Scan the entries for the string "PathsConfig" and give the number of lines that have it, nothing further.

▼

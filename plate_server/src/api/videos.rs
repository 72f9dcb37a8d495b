use std::path::Path;

use axum::extract::multipart::Field;
use axum::extract::{Multipart, State};
use axum::Json;
use plate_common::results::is_video_file;
use serde::Serialize;
use tokio::fs;
use tokio::io::AsyncWriteExt;
use tracing::{info, warn};

use super::{count_request, ApiError};
use crate::AppState;

#[derive(Serialize)]
pub struct VideoList {
    pub videos: Vec<String>,
}

#[derive(Serialize)]
pub struct UploadResponse {
    pub message: &'static str,
    pub filename: String,
}

/// Final component of a client supplied file name, whichever separator the
/// client used.
pub(crate) fn upload_name(raw: &str) -> Option<String> {
    let name = raw.rsplit(['/', '\\']).next().unwrap_or_default().trim();
    match name {
        "" | "." | ".." => None,
        name => Some(name.to_string()),
    }
}

/// In-progress uploads carry a suffix that keeps them out of the video list.
fn partial_name(filename: &str) -> String {
    format!(".{filename}.part")
}

async fn stream_field(field: &mut Field<'_>, path: &Path) -> Result<usize, ApiError> {
    let mut file = fs::File::create(path).await?;
    let mut written = 0usize;
    while let Some(chunk) = field
        .chunk()
        .await
        .map_err(|e| ApiError::BadRequest(format!("file read error: {e}")))?
    {
        file.write_all(&chunk).await?;
        written += chunk.len();
    }
    file.flush().await?;
    Ok(written)
}

/// GET /list_videos
pub async fn list_videos(State(state): State<AppState>) -> Result<Json<VideoList>, ApiError> {
    count_request("list_videos");

    let mut entries = fs::read_dir(&state.uploads_dir).await?;
    let mut videos = Vec::new();
    while let Some(entry) = entries.next_entry().await? {
        if let Some(name) = entry.file_name().to_str() {
            if is_video_file(name) {
                videos.push(name.to_string());
            }
        }
    }
    videos.sort();

    Ok(Json(VideoList { videos }))
}

/// POST /upload - multipart/form-data with a `file` field
pub async fn upload(
    State(state): State<AppState>,
    mut multipart: Multipart,
) -> Result<Json<UploadResponse>, ApiError> {
    count_request("upload");

    while let Some(mut field) = multipart
        .next_field()
        .await
        .map_err(|e| ApiError::BadRequest(format!("multipart error: {e}")))?
    {
        if field.name() != Some("file") {
            continue;
        }

        let filename = field
            .file_name()
            .and_then(upload_name)
            .ok_or_else(|| ApiError::BadRequest("No selected file".to_string()))?;

        fs::create_dir_all(&state.uploads_dir).await?;
        let path = state.uploads_dir.join(&filename);
        let partial = state.uploads_dir.join(partial_name(&filename));
        let written = match stream_field(&mut field, &partial).await {
            Ok(written) => written,
            Err(e) => {
                if let Err(remove_error) = fs::remove_file(&partial).await {
                    warn!(
                        path = %partial.display(),
                        error = %remove_error,
                        "cannot remove partial upload"
                    );
                }
                return Err(e);
            }
        };
        fs::rename(&partial, &path).await?;
        info!(path = %path.display(), bytes = written, "video uploaded");

        return Ok(Json(UploadResponse {
            message: "File uploaded successfully",
            filename,
        }));
    }

    Err(ApiError::BadRequest("No file part".to_string()))
}
//! TOML configuration shared by the scanner and the HTTP service.
//!
//! Every field has a default matching the shared-mount layout, so an empty file
//! (or no file at all) is a valid configuration.

use std::fs;
use std::path::{Path, PathBuf};

use serde::{Deserialize, Serialize};

use crate::{Error, Result};

const MOUNT_ROOT: &str = "/mnt/ebs100";

#[derive(Debug, Clone, Default, Deserialize, Serialize)]
#[serde(default)]
pub struct Config {
    pub paths: PathsConfig,
    pub scan: ScanConfig,
    pub storage: StorageConfig,
    pub server: ServerConfig,
}

#[derive(Debug, Clone, Deserialize, Serialize)]
#[serde(default)]
pub struct PathsConfig {
    pub uploads_dir: PathBuf,
    pub results_dir: PathBuf,
    /// Where plate crops are written.
    pub violations_dir: PathBuf,
}

impl Default for PathsConfig {
    fn default() -> Self {
        let root = PathBuf::from(MOUNT_ROOT);
        Self {
            uploads_dir: root.join("uploads"),
            results_dir: root.join("results"),
            violations_dir: root.join("violations"),
        }
    }
}

#[derive(Debug, Clone, Deserialize, Serialize)]
#[serde(default)]
pub struct ScanConfig {
    /// Only every n-th frame goes through detection.
    pub frame_interval: u32,
    pub model_path: PathBuf,
    pub input_size: i32,
    pub num_classes: usize,
    /// Detector-side cut before non-maximum suppression.
    pub score_threshold: f32,
    pub nms_threshold: f32,
    /// Region filter applied after detection.
    pub min_confidence: f32,
    pub min_width: i32,
    pub min_height: i32,
    pub similarity_threshold: f64,
    pub tessdata_dir: PathBuf,
    pub ocr_language: String,
    pub state_codes: Vec<String>,
    pub use_gpu: bool,
}

impl Default for ScanConfig {
    fn default() -> Self {
        Self {
            frame_interval: 4,
            model_path: PathBuf::from("models/yolov8n.onnx"),
            input_size: 640,
            num_classes: 80,
            score_threshold: 0.25,
            nms_threshold: 0.7,
            min_confidence: 0.1,
            min_width: 70,
            min_height: 20,
            similarity_threshold: 0.85,
            tessdata_dir: PathBuf::from("models"),
            ocr_language: "eng".to_string(),
            state_codes: ["MH", "DL", "WB", "KA", "DD", "GJ", "TN", "PB", "UP", "TS"]
                .iter()
                .map(|code| code.to_string())
                .collect(),
            use_gpu: false,
        }
    }
}

impl ScanConfig {
    pub fn effective_interval(&self) -> u32 {
        self.frame_interval.max(1)
    }
}

#[derive(Debug, Clone, Default, Deserialize, Serialize)]
#[serde(default)]
pub struct StorageConfig {
    /// Artifacts are uploaded only when a bucket is set.
    pub bucket: Option<String>,
}

#[derive(Debug, Clone, Deserialize, Serialize)]
#[serde(default)]
pub struct ServerConfig {
    pub host: String,
    pub port: u16,
    /// Program run by `/process`; the video path is appended to its arguments.
    pub scanner_program: PathBuf,
    pub scanner_args: Vec<String>,
    pub max_upload_mb: usize,
}

impl Default for ServerConfig {
    fn default() -> Self {
        Self {
            host: "0.0.0.0".to_string(),
            port: 5000,
            scanner_program: PathBuf::from("plate_scan"),
            scanner_args: Vec::new(),
            max_upload_mb: 2048,
        }
    }
}

impl Config {
    pub fn load(path: &Path) -> Result<Self> {
        let contents = fs::read_to_string(path)
            .map_err(|e| Error::Config(format!("cannot read {}: {e}", path.display())))?;
        Self::from_toml_str(&contents)
    }

    /// Loads `path` when given, otherwise falls back to the defaults.
    pub fn load_or_default(path: Option<&Path>) -> Result<Self> {
        match path {
            Some(path) => Self::load(path),
            None => Ok(Self::default()),
        }
    }

    pub fn from_toml_str(contents: &str) -> Result<Self> {
        let config: Config =
            toml::from_str(contents).map_err(|e| Error::Config(e.to_string()))?;
        config.validate()?;
        Ok(config)
    }

    fn validate(&self) -> Result<()> {
        let scan = &self.scan;
        for (name, value) in [
            ("score_threshold", scan.score_threshold),
            ("nms_threshold", scan.nms_threshold),
            ("min_confidence", scan.min_confidence),
        ] {
            if !(0.0..=1.0).contains(&value) {
                return Err(Error::Config(format!("scan.{name} must be within [0, 1]")));
            }
        }
        if !(0.0..=1.0).contains(&scan.similarity_threshold) {
            return Err(Error::Config(
                "scan.similarity_threshold must be within [0, 1]".to_string(),
            ));
        }
        if scan.input_size <= 0 || scan.num_classes == 0 {
            return Err(Error::Config(
                "scan.input_size and scan.num_classes must be positive".to_string(),
            ));
        }
        if self.server.max_upload_mb == 0 {
            return Err(Error::Config("server.max_upload_mb must be positive".to_string()));
        }
        Ok(())
    }
}
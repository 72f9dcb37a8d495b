use axum::extract::State;
use axum::http::header;
use axum::response::{Html, IntoResponse};
use axum::Json;
use plate_common::metrics::gather_text;
use serde::Serialize;

use super::count_request;
use crate::AppState;

const INDEX_HTML: &str = include_str!("../../static/index.html");

#[derive(Serialize)]
pub struct HealthResponse {
    pub status: &'static str,
    pub version: &'static str,
    pub uptime_secs: f64,
}

/// GET / - upload and compare page
pub async fn serve_index() -> Html<&'static str> {
    count_request("index");
    Html(INDEX_HTML)
}

/// GET /health
pub async fn health(State(state): State<AppState>) -> Json<HealthResponse> {
    count_request("health");
    Json(HealthResponse {
        status: "ok",
        version: env!("CARGO_PKG_VERSION"),
        uptime_secs: state.started.elapsed().as_secs_f64(),
    })
}

/// GET /metrics - Prometheus text format
pub async fn metrics() -> impl IntoResponse {
    (
        [(header::CONTENT_TYPE, "text/plain; version=0.0.4")],
        gather_text(),
    )
}
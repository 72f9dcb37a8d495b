use axum::extract::rejection::JsonRejection;
use axum::extract::State;
use axum::Json;
use plate_common::metrics::{SCANS_FAILED, SCANS_RUN};
use plate_common::results::check_name;
use serde::{Deserialize, Serialize};
use tokio::process::Command;
use tracing::info;

use super::{count_request, ApiError};
use crate::AppState;

/// Scanner diagnostics kept in an error response.
const STDERR_TAIL: usize = 2000;

#[derive(Deserialize)]
pub struct ProcessRequest {
    pub filename: Option<String>,
}

#[derive(Serialize)]
pub struct ProcessResponse {
    pub message: &'static str,
    pub result_file: String,
}

fn tail(text: &str, max: usize) -> &str {
    let mut start = text.len().saturating_sub(max);
    while !text.is_char_boundary(start) {
        start += 1;
    }
    &text[start..]
}

/// POST /process - runs the scanner over an uploaded video and waits for it
pub async fn process_video(
    State(state): State<AppState>,
    request: Result<Json<ProcessRequest>, JsonRejection>,
) -> Result<Json<ProcessResponse>, ApiError> {
    count_request("process");
    let Json(request) = request?;

    let filename = request
        .filename
        .filter(|name| !name.trim().is_empty())
        .ok_or_else(|| ApiError::BadRequest("Filename is required".to_string()))?;
    let filename = check_name(&filename)?;

    let video_path = state.uploads_dir.join(filename);
    if !video_path.is_file() {
        return Err(ApiError::NotFound("File not found".to_string()));
    }
    let result_file = state.store.result_path(filename)?;

    let args = state.scanner.args_for(&video_path);
    info!(program = %state.scanner.program.display(), ?args, "starting scan");
    SCANS_RUN.inc();

    let output = Command::new(&state.scanner.program)
        .args(&args)
        .output()
        .await
        .map_err(|e| {
            SCANS_FAILED.inc();
            ApiError::ProcessingFailed {
                details: format!("cannot start {}: {e}", state.scanner.program.display()),
            }
        })?;

    if !output.status.success() {
        SCANS_FAILED.inc();
        let stderr = String::from_utf8_lossy(&output.stderr);
        return Err(ApiError::ProcessingFailed {
            details: format!(
                "scanner exited with {}: {}",
                output.status,
                tail(stderr.trim(), STDERR_TAIL)
            ),
        });
    }

    info!(video = filename, result = %result_file.display(), "scan completed");
    Ok(Json(ProcessResponse {
        message: "Processing completed",
        result_file: result_file.display().to_string(),
    }))
}
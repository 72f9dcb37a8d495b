use super::PlateRead;

use leptess::tesseract;
use leptess::tesseract::TessApi;
use opencv::core::Rect;

use opencv::core::Vector;

use opencv::imgproc::cvt_color;
use opencv::imgproc::threshold;

use opencv::imgproc::COLOR_BGR2GRAY;
use opencv::imgproc::THRESH_BINARY;
use opencv::imgproc::THRESH_OTSU;

use opencv::prelude::Mat;

use opencv::prelude::MatTraitConst;

use opencv::prelude::MatTraitConstManual;
use plate_common::config::ScanConfig;
use plate_common::metrics;
use plate_common::plate_format;
use plate_common::Error;
use rusted_pipe::channels::typed_read_channel::ReadChannel2;
use rusted_pipe::channels::typed_write_channel::WriteChannel1;
use rusted_pipe::graph::processor::Processor;
use rusted_pipe::graph::processor::ProcessorWriter;
use rusted_pipe::packet::typed::ReadChannel2PacketSet;
use rusted_pipe::RustedPipeError;
use std::ffi::CString;
use tesseract_plumbing::TessBaseApi;
use tracing::{debug, error, warn};

const PLATE_ALPHABET: &str = "ABCDEFGHIJKLMNOPQRSTUVWXYZ0123456789";
/// Treat the image as a single text line.
const PAGE_SEG_SINGLE_LINE: &str = "7";

fn set_variable(api: &mut TessBaseApi, name: &str, value: &str) -> plate_common::Result<()> {
    let name_c = CString::new(name).map_err(|e| Error::Ocr(e.to_string()))?;
    let value_c = CString::new(value).map_err(|e| Error::Ocr(e.to_string()))?;
    api.set_variable(&name_c, &value_c)
        .map_err(|e| Error::Ocr(format!("cannot set {name}: {e:?}")))
}

/// Reads plate text out of detected regions with Tesseract.
pub struct DnnOcrReader {
    ocr: TessApi,
}

impl DnnOcrReader {
    pub fn from_config(config: &ScanConfig) -> plate_common::Result<Self> {
        let data_path = config.tessdata_dir.to_str().ok_or_else(|| {
            Error::Ocr(format!("non UTF-8 tessdata path {}", config.tessdata_dir.display()))
        })?;
        let mut api = tesseract::TessApi::new(Some(data_path), &config.ocr_language)
            .map_err(|e| Error::Ocr(format!("cannot start tesseract: {e:?}")))?;

        set_variable(&mut api.raw, "tessedit_char_whitelist", PLATE_ALPHABET)?;
        set_variable(&mut api.raw, "tessedit_pageseg_mode", PAGE_SEG_SINGLE_LINE)?;

        Ok(Self { ocr: api })
    }

    fn recognize(&mut self, grey: &Mat) -> plate_common::Result<String> {
        let cols = grey.cols();
        let rows = grey.rows();
        let bytes = grey.data_bytes().map_err(|e| Error::Ocr(e.to_string()))?;
        self.ocr
            .raw
            .set_image(bytes, cols, rows, 1, cols)
            .map_err(|e| Error::Ocr(format!("{e:?}")))?;
        let text = self
            .ocr
            .get_utf8_text()
            .map_err(|e| Error::Ocr(e.to_string()))?;
        Ok(plate_format::normalize(&[text]))
    }

    /// Plain grayscale first; an Otsu-binarized pass when that reads nothing.
    fn read_plate(&mut self, crop: &Mat) -> plate_common::Result<String> {
        let mut grey = Mat::default();
        cvt_color(crop, &mut grey, COLOR_BGR2GRAY, 0).map_err(|e| Error::Ocr(e.to_string()))?;

        let text = self.recognize(&grey)?;
        if !text.is_empty() {
            return Ok(text);
        }

        let mut binary = Mat::default();
        threshold(&grey, &mut binary, 0.0, 255.0, THRESH_BINARY | THRESH_OTSU)
            .map_err(|e| Error::Ocr(e.to_string()))?;
        self.recognize(&binary)
    }

    fn read_region(&mut self, image: &Mat, rect: Rect) -> plate_common::Result<Option<PlateRead>> {
        // Copy so the crop is contiguous and outlives the frame.
        let crop = image
            .apply_1(rect)
            .and_then(|roi| roi.try_clone())
            .map_err(|e| Error::Ocr(e.to_string()))?;

        let text = self.read_plate(&crop)?;
        if text.is_empty() {
            return Ok(None);
        }
        Ok(Some(PlateRead::new(text, rect, crop)))
    }
}

unsafe impl Send for DnnOcrReader {}
unsafe impl Sync for DnnOcrReader {}

impl Processor for DnnOcrReader {
    type INPUT = ReadChannel2<Mat, Vector<Rect>>;
    type OUTPUT = WriteChannel1<Vec<PlateRead>>;
    fn handle(
        &mut self,
        mut input: ReadChannel2PacketSet<Mat, Vector<Rect>>,
        mut output: ProcessorWriter<Self::OUTPUT>,
    ) -> Result<(), RustedPipeError> {
        let (Some(image_packet), Some(regions)) = (input.c1_owned(), input.c2_owned()) else {
            warn!("OCR woke up without a frame and its regions");
            return Ok(());
        };
        let image = &image_packet.data;

        let mut reads: Vec<PlateRead> = vec![];
        for rect in regions.data {
            match self.read_region(image, rect) {
                Ok(Some(read)) => {
                    debug!(text = %read.text, ?rect, "OCR");
                    reads.push(read);
                }
                Ok(None) => debug!(?rect, "OCR found no text"),
                Err(e) => error!(error = %e, ?rect, "OCR failed"),
            }
        }
        metrics::OCR_READS.inc_by(reads.len() as u64);

        if let Err(e) = output.writer.c1().write(reads, &image_packet.version) {
            error!(error = ?e, "cannot forward OCR reads");
        }

        Ok(())
    }
}
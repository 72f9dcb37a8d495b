use std::path::PathBuf;

use clap::Parser;
use plate_common::results::{video_stem, ResultStore};
use plate_common::uploader::{crop_key, result_key, ArtifactUploader};
use plate_common::Config;
use plate_scanner::pipeline::{log_counters, scan_video};
use tracing::{info, warn};
use tracing_subscriber::EnvFilter;

#[derive(Parser)]
#[command(name = "plate_scan", about = "Detect and read licence plates in a video file")]
struct Cli {
    /// Video to scan.
    video: PathBuf,

    /// TOML configuration file.
    #[arg(long, env = "PLATE_WATCH_CONFIG")]
    config: Option<PathBuf>,

    /// Log level (trace, debug, info, warn, error).
    #[arg(long, default_value = "info")]
    log_level: String,
}

#[tokio::main]
async fn main() -> anyhow::Result<()> {
    let cli = Cli::parse();

    tracing_subscriber::fmt()
        .with_env_filter(
            EnvFilter::try_from_default_env().unwrap_or_else(|_| EnvFilter::new(&cli.log_level)),
        )
        .with_thread_ids(true)
        .init();

    let config = Config::load_or_default(cli.config.as_deref())?;
    let file_name = cli
        .video
        .file_name()
        .and_then(|name| name.to_str())
        .ok_or_else(|| anyhow::anyhow!("not a video file: {}", cli.video.display()))?
        .to_string();
    let stem = video_stem(&file_name)?.to_string();
    info!(video = %stem, "processing video");

    let scan_config = config.clone();
    let video = cli.video.clone();
    let report = tokio::task::spawn_blocking(move || scan_video(&scan_config, &video)).await??;

    if report.plates.is_empty() {
        warn!(video = %stem, "no plates detected");
    } else {
        info!(video = %stem, plates = ?report.plates, "detected plates");
    }

    let store = ResultStore::new(&config.paths.results_dir);
    let result_path = store.save_plates(&stem, &report.plates)?;
    info!(path = %result_path.display(), "result stored");

    let uploader = ArtifactUploader::from_config(&config.storage).await;
    for crop in &report.crops {
        if let Some(crop_file) = crop.file_name().and_then(|name| name.to_str()) {
            uploader
                .upload_best_effort(crop, &crop_key(&stem, crop_file))
                .await;
        }
    }
    uploader
        .upload_best_effort(&result_path, &result_key(&format!("{stem}.json")))
        .await;

    log_counters();
    Ok(())
}
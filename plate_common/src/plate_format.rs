//! Plate text rules: two letters, two digits, one or two letters, four digits,
//! and a known state code up front.

use std::collections::HashSet;

/// Joins OCR fragments, strips whitespace and uppercases.
pub fn normalize<S: AsRef<str>>(fragments: &[S]) -> String {
    fragments
        .iter()
        .flat_map(|fragment| fragment.as_ref().chars())
        .filter(|c| !c.is_whitespace())
        .flat_map(char::to_uppercase)
        .collect()
}

/// Shape check only, equivalent to `^[A-Z]{2}\d{2}[A-Z]{1,2}\d{4}$`.
pub fn has_plate_shape(text: &str) -> bool {
    let bytes = text.as_bytes();
    if !text.is_ascii() || !(9..=10).contains(&bytes.len()) {
        return false;
    }
    let series_len = bytes.len() - 8;
    let (state, rest) = bytes.split_at(2);
    let (district, rest) = rest.split_at(2);
    let (series, number) = rest.split_at(series_len);

    state.iter().all(u8::is_ascii_uppercase)
        && district.iter().all(u8::is_ascii_digit)
        && series.iter().all(u8::is_ascii_uppercase)
        && number.iter().all(u8::is_ascii_digit)
}

#[derive(Debug, Clone)]
pub struct PlateFormat {
    state_codes: HashSet<String>,
}

impl PlateFormat {
    pub fn new<I, S>(state_codes: I) -> Self
    where
        I: IntoIterator<Item = S>,
        S: Into<String>,
    {
        Self {
            state_codes: state_codes.into_iter().map(Into::into).collect(),
        }
    }

    pub fn is_valid(&self, plate: &str) -> bool {
        has_plate_shape(plate)
            && self
                .state_codes
                .iter()
                .any(|code| plate.starts_with(code.as_str()))
    }
}
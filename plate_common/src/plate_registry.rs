use difflib::sequencematcher::SequenceMatcher;

/// Ratcliff/Obershelp similarity of two plate strings in `[0, 1]`:
/// twice the matched characters over the total length.
pub fn similarity(a: &str, b: &str) -> f64 {
    if a.is_empty() && b.is_empty() {
        return 1.0;
    }
    let a: Vec<char> = a.chars().collect();
    let b: Vec<char> = b.chars().collect();
    f64::from(SequenceMatcher::new(&a, &b).ratio())
}

/// Plates accepted so far for one video, in first-seen order.
///
/// A plate close enough to an already accepted one is treated as another OCR
/// read of the same vehicle and dropped.
#[derive(Debug, Clone)]
pub struct PlateRegistry {
    threshold: f64,
    plates: Vec<String>,
}

impl PlateRegistry {
    pub fn new(threshold: f64) -> Self {
        Self {
            threshold,
            plates: Vec::new(),
        }
    }

    pub fn is_known(&self, plate: &str) -> bool {
        self.plates
            .iter()
            .any(|existing| existing == plate || similarity(plate, existing) >= self.threshold)
    }

    /// Returns true when the plate was accepted.
    pub fn offer(&mut self, plate: &str) -> bool {
        if self.is_known(plate) {
            return false;
        }
        self.plates.push(plate.to_string());
        true
    }

    pub fn plates(&self) -> &[String] {
        &self.plates
    }

    pub fn len(&self) -> usize {
        self.plates.len()
    }

    pub fn is_empty(&self) -> bool {
        self.plates.is_empty()
    }

    pub fn into_plates(self) -> Vec<String> {
        self.plates
    }
}

#[cfg(test)]
mod tests {
    use super::*;

    #[test]
    fn single_substitution_is_a_duplicate() {
        assert!(similarity("MH12AB1234", "MH12AB1284") >= 0.85);

        let mut registry = PlateRegistry::new(0.85);
        assert!(registry.offer("MH12AB1234"));
        assert!(!registry.offer("MH12AB1284"));
        assert!(!registry.offer("MH12AB1234"));
        assert_eq!(registry.plates(), ["MH12AB1234".to_string()]);
    }

    #[test]
    fn swapped_characters_are_a_duplicate() {
        assert!((similarity("MH12AB1234", "MH12BA1234") - 0.9).abs() < 1e-6);

        let mut registry = PlateRegistry::new(0.85);
        assert!(registry.offer("MH12AB1234"));
        assert!(!registry.offer("MH12BA1234"));
        assert_eq!(registry.plates(), ["MH12AB1234".to_string()]);
    }

    #[test]
    fn dropped_series_letter_is_a_duplicate() {
        // 9 vs 10 characters with 9 in common: 18 / 19
        let score = similarity("MH12AB1234", "MH12A1234");
        assert!((score - 18.0 / 19.0).abs() < 1e-6);

        let mut registry = PlateRegistry::new(0.85);
        assert!(registry.offer("MH12AB1234"));
        assert!(!registry.offer("MH12A1234"));
    }

    #[test]
    fn short_plate_with_two_changes_is_kept() {
        // 7 of the 9 + 10 characters match: 14 / 19
        let score = similarity("MH12AB1234", "MH12C1284");
        assert!(score < 0.85, "{score}");

        let mut registry = PlateRegistry::new(0.85);
        assert!(registry.offer("MH12AB1234"));
        assert!(registry.offer("MH12C1284"));
        assert_eq!(registry.len(), 2);
    }

    #[test]
    fn empty_strings_are_identical() {
        assert_eq!(similarity("", ""), 1.0);
        assert_eq!(similarity("MH12AB1234", ""), 0.0);
    }

    #[test]
    fn distinct_plates_keep_first_seen_order() {
        let mut registry = PlateRegistry::new(0.85);
        for plate in ["KA05MN4321", "MH12AB1234", "DL01C0001"] {
            assert!(registry.offer(plate));
        }
        assert_eq!(
            registry.into_plates(),
            vec!["KA05MN4321", "MH12AB1234", "DL01C0001"]
        );
    }

    #[test]
    fn threshold_of_one_only_drops_exact_repeats() {
        let mut registry = PlateRegistry::new(1.0);
        assert!(registry.offer("MH12AB1234"));
        assert!(registry.offer("MH12AB1284"));
        assert!(!registry.offer("MH12AB1284"));
        assert_eq!(registry.len(), 2);
    }
}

▲

#### OUTPUT:
3